▶ [Work request]
Each line of the data below holding the word "NoopAuthRemoval" must be copied.

(Record extracts begins)

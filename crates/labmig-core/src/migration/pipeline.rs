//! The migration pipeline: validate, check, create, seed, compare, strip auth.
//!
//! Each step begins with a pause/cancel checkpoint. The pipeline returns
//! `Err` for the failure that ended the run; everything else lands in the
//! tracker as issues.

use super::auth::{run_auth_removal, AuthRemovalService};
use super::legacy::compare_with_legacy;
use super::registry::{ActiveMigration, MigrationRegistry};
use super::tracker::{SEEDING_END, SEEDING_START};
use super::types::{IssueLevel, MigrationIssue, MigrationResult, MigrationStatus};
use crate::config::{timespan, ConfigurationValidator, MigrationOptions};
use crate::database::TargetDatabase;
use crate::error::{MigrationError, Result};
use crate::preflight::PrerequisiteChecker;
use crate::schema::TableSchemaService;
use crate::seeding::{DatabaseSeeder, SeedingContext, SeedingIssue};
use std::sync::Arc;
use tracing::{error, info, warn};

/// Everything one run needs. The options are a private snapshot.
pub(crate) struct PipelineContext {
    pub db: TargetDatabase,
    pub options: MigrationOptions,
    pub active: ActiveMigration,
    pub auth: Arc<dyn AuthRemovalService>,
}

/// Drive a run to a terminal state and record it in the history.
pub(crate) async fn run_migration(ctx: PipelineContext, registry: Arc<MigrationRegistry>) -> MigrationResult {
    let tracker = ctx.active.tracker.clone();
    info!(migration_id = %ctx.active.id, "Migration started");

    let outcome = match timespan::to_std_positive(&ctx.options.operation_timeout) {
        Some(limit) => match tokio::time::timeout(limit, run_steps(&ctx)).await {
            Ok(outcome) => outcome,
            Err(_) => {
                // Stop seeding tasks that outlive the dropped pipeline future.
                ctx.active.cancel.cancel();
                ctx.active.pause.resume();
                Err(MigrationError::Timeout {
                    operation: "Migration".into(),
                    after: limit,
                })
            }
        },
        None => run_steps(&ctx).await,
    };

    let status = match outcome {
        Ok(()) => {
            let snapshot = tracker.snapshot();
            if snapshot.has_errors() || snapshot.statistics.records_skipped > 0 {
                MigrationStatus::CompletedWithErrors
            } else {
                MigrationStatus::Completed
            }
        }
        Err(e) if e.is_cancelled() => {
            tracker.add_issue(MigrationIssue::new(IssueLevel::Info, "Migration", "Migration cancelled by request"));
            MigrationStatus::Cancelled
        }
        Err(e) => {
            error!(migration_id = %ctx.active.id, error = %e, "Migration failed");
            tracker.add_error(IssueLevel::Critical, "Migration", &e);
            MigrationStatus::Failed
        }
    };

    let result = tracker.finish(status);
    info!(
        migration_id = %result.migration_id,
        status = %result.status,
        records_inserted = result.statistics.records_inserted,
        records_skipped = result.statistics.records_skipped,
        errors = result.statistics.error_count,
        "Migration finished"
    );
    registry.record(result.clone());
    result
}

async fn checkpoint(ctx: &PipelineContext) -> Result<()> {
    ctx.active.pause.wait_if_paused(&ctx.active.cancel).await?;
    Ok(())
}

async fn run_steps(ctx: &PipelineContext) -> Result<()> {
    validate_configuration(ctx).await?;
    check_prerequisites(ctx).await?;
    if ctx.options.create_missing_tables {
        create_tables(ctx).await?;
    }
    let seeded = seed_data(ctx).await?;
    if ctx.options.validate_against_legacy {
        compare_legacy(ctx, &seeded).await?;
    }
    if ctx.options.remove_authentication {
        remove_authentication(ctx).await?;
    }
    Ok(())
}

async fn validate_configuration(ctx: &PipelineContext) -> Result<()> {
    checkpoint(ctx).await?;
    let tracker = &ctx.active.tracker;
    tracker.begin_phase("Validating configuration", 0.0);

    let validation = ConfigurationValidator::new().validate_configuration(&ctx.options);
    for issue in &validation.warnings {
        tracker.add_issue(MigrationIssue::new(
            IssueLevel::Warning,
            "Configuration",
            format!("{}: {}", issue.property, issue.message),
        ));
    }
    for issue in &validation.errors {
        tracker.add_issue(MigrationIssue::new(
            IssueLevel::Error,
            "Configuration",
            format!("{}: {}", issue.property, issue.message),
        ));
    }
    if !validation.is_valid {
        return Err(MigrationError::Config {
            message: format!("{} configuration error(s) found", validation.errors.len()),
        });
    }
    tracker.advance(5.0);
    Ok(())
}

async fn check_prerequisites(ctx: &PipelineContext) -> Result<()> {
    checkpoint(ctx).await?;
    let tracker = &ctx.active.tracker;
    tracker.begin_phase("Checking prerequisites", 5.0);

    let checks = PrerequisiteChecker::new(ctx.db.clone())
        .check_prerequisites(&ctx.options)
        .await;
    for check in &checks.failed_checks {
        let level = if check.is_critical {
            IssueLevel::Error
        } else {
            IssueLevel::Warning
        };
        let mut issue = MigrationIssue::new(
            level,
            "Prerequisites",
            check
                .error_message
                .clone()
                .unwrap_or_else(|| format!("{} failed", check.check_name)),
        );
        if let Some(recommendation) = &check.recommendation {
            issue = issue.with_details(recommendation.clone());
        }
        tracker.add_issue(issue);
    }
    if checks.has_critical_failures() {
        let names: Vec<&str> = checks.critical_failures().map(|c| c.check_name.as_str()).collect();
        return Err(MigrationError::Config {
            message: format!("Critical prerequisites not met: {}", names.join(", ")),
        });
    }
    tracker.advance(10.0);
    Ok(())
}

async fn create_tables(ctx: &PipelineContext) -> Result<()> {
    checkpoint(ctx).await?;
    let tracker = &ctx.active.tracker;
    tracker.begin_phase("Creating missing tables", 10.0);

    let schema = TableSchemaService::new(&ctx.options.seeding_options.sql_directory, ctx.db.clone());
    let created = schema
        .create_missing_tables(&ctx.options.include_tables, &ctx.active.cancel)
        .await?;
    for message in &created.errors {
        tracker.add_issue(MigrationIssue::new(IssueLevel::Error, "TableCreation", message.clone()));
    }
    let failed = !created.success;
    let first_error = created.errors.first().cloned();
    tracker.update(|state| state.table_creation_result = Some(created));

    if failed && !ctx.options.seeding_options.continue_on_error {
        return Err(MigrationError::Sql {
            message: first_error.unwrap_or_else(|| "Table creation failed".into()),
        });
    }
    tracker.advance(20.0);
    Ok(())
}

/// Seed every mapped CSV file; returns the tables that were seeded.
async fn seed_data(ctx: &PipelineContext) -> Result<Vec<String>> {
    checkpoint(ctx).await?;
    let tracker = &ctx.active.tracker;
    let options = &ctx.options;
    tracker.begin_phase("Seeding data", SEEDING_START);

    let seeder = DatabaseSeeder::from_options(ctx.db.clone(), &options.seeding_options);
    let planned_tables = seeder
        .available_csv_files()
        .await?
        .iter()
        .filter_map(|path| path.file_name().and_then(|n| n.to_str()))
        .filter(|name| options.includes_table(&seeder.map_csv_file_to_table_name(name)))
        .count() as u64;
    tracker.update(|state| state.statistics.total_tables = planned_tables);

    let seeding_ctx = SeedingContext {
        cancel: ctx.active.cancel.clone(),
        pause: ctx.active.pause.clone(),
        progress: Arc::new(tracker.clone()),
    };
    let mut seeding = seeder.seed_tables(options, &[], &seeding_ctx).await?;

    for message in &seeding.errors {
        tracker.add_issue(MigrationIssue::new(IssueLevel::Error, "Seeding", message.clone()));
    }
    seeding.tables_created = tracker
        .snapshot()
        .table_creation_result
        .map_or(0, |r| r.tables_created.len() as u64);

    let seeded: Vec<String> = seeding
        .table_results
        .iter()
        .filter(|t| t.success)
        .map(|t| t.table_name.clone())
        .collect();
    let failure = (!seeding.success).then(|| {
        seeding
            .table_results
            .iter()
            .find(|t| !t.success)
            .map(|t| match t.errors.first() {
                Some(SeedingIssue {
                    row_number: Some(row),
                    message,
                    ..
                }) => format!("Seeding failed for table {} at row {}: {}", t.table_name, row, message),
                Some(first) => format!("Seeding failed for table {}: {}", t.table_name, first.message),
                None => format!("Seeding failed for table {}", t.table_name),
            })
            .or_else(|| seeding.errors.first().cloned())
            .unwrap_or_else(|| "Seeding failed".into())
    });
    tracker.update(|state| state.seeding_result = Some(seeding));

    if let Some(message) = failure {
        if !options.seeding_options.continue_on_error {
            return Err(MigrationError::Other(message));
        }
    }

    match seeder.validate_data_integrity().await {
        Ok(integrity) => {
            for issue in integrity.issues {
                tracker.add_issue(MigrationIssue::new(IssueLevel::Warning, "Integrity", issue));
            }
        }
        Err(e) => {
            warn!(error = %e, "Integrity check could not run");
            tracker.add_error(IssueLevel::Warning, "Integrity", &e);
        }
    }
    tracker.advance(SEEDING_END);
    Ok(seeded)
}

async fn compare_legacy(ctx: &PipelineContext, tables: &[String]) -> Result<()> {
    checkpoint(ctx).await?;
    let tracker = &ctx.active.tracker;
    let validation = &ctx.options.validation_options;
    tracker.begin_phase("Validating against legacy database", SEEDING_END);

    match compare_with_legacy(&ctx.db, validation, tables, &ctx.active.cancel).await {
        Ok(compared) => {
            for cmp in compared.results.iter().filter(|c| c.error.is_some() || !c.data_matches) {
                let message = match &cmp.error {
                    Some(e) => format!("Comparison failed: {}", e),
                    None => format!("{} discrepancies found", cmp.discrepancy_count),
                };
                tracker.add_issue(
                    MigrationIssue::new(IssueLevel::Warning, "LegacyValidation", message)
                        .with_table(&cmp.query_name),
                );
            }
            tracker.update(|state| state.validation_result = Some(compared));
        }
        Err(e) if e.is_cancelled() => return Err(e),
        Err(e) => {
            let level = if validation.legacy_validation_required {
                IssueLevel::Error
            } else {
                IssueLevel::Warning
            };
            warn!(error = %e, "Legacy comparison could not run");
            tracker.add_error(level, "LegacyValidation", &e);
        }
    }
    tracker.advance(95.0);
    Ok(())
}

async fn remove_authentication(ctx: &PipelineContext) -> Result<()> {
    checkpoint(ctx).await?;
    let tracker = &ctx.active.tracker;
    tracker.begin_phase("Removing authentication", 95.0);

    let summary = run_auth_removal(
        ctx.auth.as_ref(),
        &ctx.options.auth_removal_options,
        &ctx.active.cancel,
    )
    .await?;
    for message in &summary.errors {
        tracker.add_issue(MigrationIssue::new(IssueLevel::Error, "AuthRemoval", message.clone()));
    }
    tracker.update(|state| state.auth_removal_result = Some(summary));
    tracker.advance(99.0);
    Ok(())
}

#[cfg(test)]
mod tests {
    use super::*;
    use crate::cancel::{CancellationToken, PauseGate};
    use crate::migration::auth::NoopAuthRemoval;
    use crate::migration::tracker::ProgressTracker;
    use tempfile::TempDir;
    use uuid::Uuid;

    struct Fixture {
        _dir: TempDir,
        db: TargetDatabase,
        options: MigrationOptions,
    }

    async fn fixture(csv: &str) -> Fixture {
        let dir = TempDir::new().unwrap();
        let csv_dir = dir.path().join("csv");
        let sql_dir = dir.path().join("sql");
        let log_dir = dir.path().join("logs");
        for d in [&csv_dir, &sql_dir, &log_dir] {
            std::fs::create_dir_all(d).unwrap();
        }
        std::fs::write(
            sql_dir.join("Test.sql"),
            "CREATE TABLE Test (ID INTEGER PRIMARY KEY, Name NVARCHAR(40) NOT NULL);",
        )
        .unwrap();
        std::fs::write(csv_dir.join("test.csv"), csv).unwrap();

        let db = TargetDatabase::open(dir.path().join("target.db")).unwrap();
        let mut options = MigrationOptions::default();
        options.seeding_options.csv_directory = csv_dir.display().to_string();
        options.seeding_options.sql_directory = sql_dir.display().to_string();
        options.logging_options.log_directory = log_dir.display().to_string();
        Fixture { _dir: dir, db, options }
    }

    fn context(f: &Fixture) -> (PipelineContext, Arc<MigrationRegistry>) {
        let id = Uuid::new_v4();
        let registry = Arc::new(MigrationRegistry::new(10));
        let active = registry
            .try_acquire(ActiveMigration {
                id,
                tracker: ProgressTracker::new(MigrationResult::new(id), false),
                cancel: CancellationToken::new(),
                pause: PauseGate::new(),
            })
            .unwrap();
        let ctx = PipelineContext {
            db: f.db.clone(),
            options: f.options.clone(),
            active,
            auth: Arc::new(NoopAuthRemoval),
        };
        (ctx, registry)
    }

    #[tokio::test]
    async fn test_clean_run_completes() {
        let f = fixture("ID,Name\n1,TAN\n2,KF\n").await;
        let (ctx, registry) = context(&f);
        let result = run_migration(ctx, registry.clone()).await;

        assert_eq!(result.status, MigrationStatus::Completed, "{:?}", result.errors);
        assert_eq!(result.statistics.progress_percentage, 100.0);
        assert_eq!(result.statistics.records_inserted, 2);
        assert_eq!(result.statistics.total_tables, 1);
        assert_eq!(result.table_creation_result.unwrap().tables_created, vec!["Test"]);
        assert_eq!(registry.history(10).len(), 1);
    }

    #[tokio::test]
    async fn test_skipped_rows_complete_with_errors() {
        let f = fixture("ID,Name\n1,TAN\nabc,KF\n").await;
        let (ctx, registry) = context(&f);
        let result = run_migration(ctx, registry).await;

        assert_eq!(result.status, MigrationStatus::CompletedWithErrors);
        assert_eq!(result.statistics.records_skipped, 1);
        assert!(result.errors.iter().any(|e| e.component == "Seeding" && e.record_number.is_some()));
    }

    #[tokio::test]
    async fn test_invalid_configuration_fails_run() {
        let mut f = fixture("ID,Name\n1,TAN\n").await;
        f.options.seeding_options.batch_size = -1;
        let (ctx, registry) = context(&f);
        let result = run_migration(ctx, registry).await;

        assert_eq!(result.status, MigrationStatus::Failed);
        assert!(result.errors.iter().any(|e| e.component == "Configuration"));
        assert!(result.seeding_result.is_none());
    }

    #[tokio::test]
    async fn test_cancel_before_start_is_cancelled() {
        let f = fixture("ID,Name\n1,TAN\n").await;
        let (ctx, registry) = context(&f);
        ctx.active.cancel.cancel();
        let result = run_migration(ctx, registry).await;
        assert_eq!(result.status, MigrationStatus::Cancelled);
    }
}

(Record extracts ends)

▶ [Solution]
    use crate::migration::auth::NoopAuthRemoval;
            auth: Arc::new(NoopAuthRemoval),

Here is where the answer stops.